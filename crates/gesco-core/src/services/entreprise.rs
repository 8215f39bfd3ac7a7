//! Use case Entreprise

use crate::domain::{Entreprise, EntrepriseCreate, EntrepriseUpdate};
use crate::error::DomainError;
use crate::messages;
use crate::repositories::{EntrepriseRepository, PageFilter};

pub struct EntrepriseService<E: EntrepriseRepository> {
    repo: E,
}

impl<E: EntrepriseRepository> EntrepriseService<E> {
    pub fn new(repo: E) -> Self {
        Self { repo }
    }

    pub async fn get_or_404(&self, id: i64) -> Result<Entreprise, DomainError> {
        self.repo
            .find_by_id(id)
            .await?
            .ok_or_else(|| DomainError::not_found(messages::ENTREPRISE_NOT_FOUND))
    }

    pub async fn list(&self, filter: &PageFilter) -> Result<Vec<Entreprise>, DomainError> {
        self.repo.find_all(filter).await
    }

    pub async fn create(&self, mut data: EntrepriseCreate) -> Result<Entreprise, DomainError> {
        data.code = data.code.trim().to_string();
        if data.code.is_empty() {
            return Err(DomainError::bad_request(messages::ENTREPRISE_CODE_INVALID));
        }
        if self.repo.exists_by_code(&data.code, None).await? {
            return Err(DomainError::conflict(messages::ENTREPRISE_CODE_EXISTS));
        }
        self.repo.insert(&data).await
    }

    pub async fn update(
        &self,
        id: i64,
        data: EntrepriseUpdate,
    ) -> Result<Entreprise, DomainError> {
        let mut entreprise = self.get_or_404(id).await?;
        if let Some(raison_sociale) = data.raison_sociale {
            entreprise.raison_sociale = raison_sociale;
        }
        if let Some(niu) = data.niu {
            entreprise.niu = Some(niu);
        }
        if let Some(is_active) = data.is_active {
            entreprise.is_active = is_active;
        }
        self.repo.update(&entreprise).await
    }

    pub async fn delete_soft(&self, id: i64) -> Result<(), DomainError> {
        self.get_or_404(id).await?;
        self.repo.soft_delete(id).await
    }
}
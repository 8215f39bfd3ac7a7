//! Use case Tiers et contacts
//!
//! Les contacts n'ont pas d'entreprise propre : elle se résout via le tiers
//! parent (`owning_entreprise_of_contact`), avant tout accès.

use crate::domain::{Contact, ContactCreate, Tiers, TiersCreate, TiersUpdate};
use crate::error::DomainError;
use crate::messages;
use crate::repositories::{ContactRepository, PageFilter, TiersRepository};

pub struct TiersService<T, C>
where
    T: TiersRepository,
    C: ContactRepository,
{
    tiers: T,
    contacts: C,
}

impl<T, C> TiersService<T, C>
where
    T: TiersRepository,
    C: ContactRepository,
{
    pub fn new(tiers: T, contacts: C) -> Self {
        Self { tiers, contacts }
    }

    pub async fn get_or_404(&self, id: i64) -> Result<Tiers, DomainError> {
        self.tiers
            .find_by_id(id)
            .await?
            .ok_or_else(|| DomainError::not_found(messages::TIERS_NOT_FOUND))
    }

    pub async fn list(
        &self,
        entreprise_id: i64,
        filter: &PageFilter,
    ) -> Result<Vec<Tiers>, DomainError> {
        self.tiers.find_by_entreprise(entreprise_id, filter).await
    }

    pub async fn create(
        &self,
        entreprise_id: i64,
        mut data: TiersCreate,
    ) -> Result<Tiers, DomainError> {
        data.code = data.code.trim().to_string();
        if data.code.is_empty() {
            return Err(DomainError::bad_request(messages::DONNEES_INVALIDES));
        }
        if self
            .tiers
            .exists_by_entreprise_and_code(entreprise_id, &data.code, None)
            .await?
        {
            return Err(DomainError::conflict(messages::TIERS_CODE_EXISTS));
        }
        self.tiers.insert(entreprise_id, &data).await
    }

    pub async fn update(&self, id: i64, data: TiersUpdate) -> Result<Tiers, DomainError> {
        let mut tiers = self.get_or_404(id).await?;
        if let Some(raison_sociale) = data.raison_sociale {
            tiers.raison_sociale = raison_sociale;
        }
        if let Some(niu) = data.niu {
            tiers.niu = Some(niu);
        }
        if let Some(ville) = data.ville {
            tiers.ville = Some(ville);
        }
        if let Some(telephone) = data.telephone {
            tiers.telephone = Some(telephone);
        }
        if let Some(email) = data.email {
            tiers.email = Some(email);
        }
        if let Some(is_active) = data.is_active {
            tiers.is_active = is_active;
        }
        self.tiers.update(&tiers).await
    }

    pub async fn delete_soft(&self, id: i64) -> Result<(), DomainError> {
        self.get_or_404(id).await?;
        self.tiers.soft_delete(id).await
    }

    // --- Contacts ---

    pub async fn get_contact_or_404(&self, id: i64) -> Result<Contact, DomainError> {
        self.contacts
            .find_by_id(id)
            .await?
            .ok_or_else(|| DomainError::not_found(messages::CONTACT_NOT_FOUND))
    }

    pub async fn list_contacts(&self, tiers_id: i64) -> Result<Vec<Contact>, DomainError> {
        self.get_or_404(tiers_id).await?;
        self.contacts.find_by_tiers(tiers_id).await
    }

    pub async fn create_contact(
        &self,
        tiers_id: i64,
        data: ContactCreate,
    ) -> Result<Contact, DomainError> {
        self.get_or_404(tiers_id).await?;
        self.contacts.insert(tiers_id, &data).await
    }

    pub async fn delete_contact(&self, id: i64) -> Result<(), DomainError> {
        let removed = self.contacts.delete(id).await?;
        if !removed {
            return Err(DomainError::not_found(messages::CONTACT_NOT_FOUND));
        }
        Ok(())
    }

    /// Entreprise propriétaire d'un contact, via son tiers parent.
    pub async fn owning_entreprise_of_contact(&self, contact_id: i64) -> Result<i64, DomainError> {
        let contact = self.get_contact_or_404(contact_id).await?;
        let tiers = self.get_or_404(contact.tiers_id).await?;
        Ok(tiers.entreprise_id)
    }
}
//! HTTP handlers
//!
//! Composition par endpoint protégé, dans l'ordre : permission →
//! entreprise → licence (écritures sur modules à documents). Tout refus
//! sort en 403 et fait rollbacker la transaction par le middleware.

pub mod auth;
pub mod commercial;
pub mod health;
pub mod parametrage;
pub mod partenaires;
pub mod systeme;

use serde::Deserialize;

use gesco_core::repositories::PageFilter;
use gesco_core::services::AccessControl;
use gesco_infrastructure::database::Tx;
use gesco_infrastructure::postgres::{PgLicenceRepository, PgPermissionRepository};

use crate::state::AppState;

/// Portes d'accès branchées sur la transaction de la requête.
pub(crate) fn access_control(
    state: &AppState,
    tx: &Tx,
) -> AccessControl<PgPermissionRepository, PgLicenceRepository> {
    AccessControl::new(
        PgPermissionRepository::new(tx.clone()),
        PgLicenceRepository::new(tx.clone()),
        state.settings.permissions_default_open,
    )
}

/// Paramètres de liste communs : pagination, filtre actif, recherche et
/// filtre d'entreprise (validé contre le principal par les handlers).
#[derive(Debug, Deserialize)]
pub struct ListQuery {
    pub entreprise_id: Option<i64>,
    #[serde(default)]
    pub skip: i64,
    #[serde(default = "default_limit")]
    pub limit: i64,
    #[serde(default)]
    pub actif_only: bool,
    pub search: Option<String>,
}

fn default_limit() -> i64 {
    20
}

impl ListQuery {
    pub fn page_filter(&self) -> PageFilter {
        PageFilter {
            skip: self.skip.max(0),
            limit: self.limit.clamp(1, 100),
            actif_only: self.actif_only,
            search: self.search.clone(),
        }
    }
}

• **Prompt**
From the first line to the last, return the data above exactly.

• **Exercise output**
filename crates/gesco-core/src/services/entreprise.rs
repository 8215f39bfd3ac7a7
//! Use case Entreprise

use crate::domain::{Entreprise, EntrepriseCreate, EntrepriseUpdate};
use crate::error::DomainError;
use crate::messages;
use crate::repositories::{EntrepriseRepository, PageFilter};

pub struct EntrepriseService<E: EntrepriseRepository> {
    repo: E,
}

impl<E: EntrepriseRepository> EntrepriseService<E> {
    pub fn new(repo: E) -> Self {
        Self { repo }
    }

    pub async fn get_or_404(&self, id: i64) -> Result<Entreprise, DomainError> {
        self.repo
            .find_by_id(id)
            .await?
            .ok_or_else(|| DomainError::not_found(messages::ENTREPRISE_NOT_FOUND))
    }

    pub async fn list(&self, filter: &PageFilter) -> Result<Vec<Entreprise>, DomainError> {
        self.repo.find_all(filter).await
    }

    pub async fn create(&self, mut data: EntrepriseCreate) -> Result<Entreprise, DomainError> {
        data.code = data.code.trim().to_string();
        if data.code.is_empty() {
            return Err(DomainError::bad_request(messages::ENTREPRISE_CODE_INVALID));
        }
        if self.repo.exists_by_code(&data.code, None).await? {
            return Err(DomainError::conflict(messages::ENTREPRISE_CODE_EXISTS));
        }
        self.repo.insert(&data).await
    }

    pub async fn update(
        &self,
        id: i64,
        data: EntrepriseUpdate,
    ) -> Result<Entreprise, DomainError> {
        let mut entreprise = self.get_or_404(id).await?;
        if let Some(raison_sociale) = data.raison_sociale {
            entreprise.raison_sociale = raison_sociale;
        }
        if let Some(niu) = data.niu {
            entreprise.niu = Some(niu);
        }
        if let Some(is_active) = data.is_active {
            entreprise.is_active = is_active;
        }
        self.repo.update(&entreprise).await
    }

    pub async fn delete_soft(&self, id: i64) -> Result<(), DomainError> {
        self.get_or_404(id).await?;
        self.repo.soft_delete(id).await
    }
}
repository 8215f39bfd3ac7a7
//! Use case Tiers et contacts
//!
//! Les contacts n'ont pas d'entreprise propre : elle se résout via le tiers
//! parent (`owning_entreprise_of_contact`), avant tout accès.

use crate::domain::{Contact, ContactCreate, Tiers, TiersCreate, TiersUpdate};
use crate::error::DomainError;
use crate::messages;
use crate::repositories::{ContactRepository, PageFilter, TiersRepository};

pub struct TiersService<T, C>
where
    T: TiersRepository,
    C: ContactRepository,
{
    tiers: T,
    contacts: C,
}

impl<T, C> TiersService<T, C>
where
    T: TiersRepository,
    C: ContactRepository,
{
    pub fn new(tiers: T, contacts: C) -> Self {
        Self { tiers, contacts }
    }

    pub async fn get_or_404(&self, id: i64) -> Result<Tiers, DomainError> {
        self.tiers
            .find_by_id(id)
            .await?
            .ok_or_else(|| DomainError::not_found(messages::TIERS_NOT_FOUND))
    }

    pub async fn list(
        &self,
        entreprise_id: i64,
        filter: &PageFilter,
    ) -> Result<Vec<Tiers>, DomainError> {
        self.tiers.find_by_entreprise(entreprise_id, filter).await
    }

    pub async fn create(
        &self,
        entreprise_id: i64,
        mut data: TiersCreate,
    ) -> Result<Tiers, DomainError> {
        data.code = data.code.trim().to_string();
        if data.code.is_empty() {
            return Err(DomainError::bad_request(messages::DONNEES_INVALIDES));
        }
        if self
            .tiers
            .exists_by_entreprise_and_code(entreprise_id, &data.code, None)
            .await?
        {
            return Err(DomainError::conflict(messages::TIERS_CODE_EXISTS));
        }
        self.tiers.insert(entreprise_id, &data).await
    }

    pub async fn update(&self, id: i64, data: TiersUpdate) -> Result<Tiers, DomainError> {
        let mut tiers = self.get_or_404(id).await?;
        if let Some(raison_sociale) = data.raison_sociale {
            tiers.raison_sociale = raison_sociale;
        }
        if let Some(niu) = data.niu {
            tiers.niu = Some(niu);
        }
        if let Some(ville) = data.ville {
            tiers.ville = Some(ville);
        }
        if let Some(telephone) = data.telephone {
            tiers.telephone = Some(telephone);
        }
        if let Some(email) = data.email {
            tiers.email = Some(email);
        }
        if let Some(is_active) = data.is_active {
            tiers.is_active = is_active;
        }
        self.tiers.update(&tiers).await
    }

    pub async fn delete_soft(&self, id: i64) -> Result<(), DomainError> {
        self.get_or_404(id).await?;
        self.tiers.soft_delete(id).await
    }

    // --- Contacts ---

    pub async fn get_contact_or_404(&self, id: i64) -> Result<Contact, DomainError> {
        self.contacts
            .find_by_id(id)
            .await?
            .ok_or_else(|| DomainError::not_found(messages::CONTACT_NOT_FOUND))
    }

    pub async fn list_contacts(&self, tiers_id: i64) -> Result<Vec<Contact>, DomainError> {
        self.get_or_404(tiers_id).await?;
        self.contacts.find_by_tiers(tiers_id).await
    }

    pub async fn create_contact(
        &self,
        tiers_id: i64,
        data: ContactCreate,
    ) -> Result<Contact, DomainError> {
        self.get_or_404(tiers_id).await?;
        self.contacts.insert(tiers_id, &data).await
    }

    pub async fn delete_contact(&self, id: i64) -> Result<(), DomainError> {
        let removed = self.contacts.delete(id).await?;
        if !removed {
            return Err(DomainError::not_found(messages::CONTACT_NOT_FOUND));
        }
        Ok(())
    }

    /// Entreprise propriétaire d'un contact, via son tiers parent.
    pub async fn owning_entreprise_of_contact(&self, contact_id: i64) -> Result<i64, DomainError> {
        let contact = self.get_contact_or_404(contact_id).await?;
        let tiers = self.get_or_404(contact.tiers_id).await?;
        Ok(tiers.entreprise_id)
    }
}
//! HTTP handlers
//!
//! Composition par endpoint protégé, dans l'ordre : permission →
//! entreprise → licence (écritures sur modules à documents). Tout refus
//! sort en 403 et fait rollbacker la transaction par le middleware.

pub mod auth;
pub mod commercial;
pub mod health;
pub mod parametrage;
pub mod partenaires;
pub mod systeme;

use serde::Deserialize;

use gesco_core::repositories::PageFilter;
use gesco_core::services::AccessControl;
use gesco_infrastructure::database::Tx;
use gesco_infrastructure::postgres::{PgLicenceRepository, PgPermissionRepository};

use crate::state::AppState;

/// Portes d'accès branchées sur la transaction de la requête.
pub(crate) fn access_control(
    state: &AppState,
    tx: &Tx,
) -> AccessControl<PgPermissionRepository, PgLicenceRepository> {
    AccessControl::new(
        PgPermissionRepository::new(tx.clone()),
        PgLicenceRepository::new(tx.clone()),
        state.settings.permissions_default_open,
    )
}

/// Paramètres de liste communs : pagination, filtre actif, recherche et
/// filtre d'entreprise (validé contre le principal par les handlers).
#[derive(Debug, Deserialize)]
pub struct ListQuery {
    pub entreprise_id: Option<i64>,
    #[serde(default)]
    pub skip: i64,
    #[serde(default = "default_limit")]
    pub limit: i64,
    #[serde(default)]
    pub actif_only: bool,
    pub search: Option<String>,
}

fn default_limit() -> i64 {
    20
}

impl ListQuery {
    pub fn page_filter(&self) -> PageFilter {
        PageFilter {
            skip: self.skip.max(0),
            limit: self.limit.clamp(1, 100),
            actif_only: self.actif_only,
            search: self.search.clone(),
        }
    }
}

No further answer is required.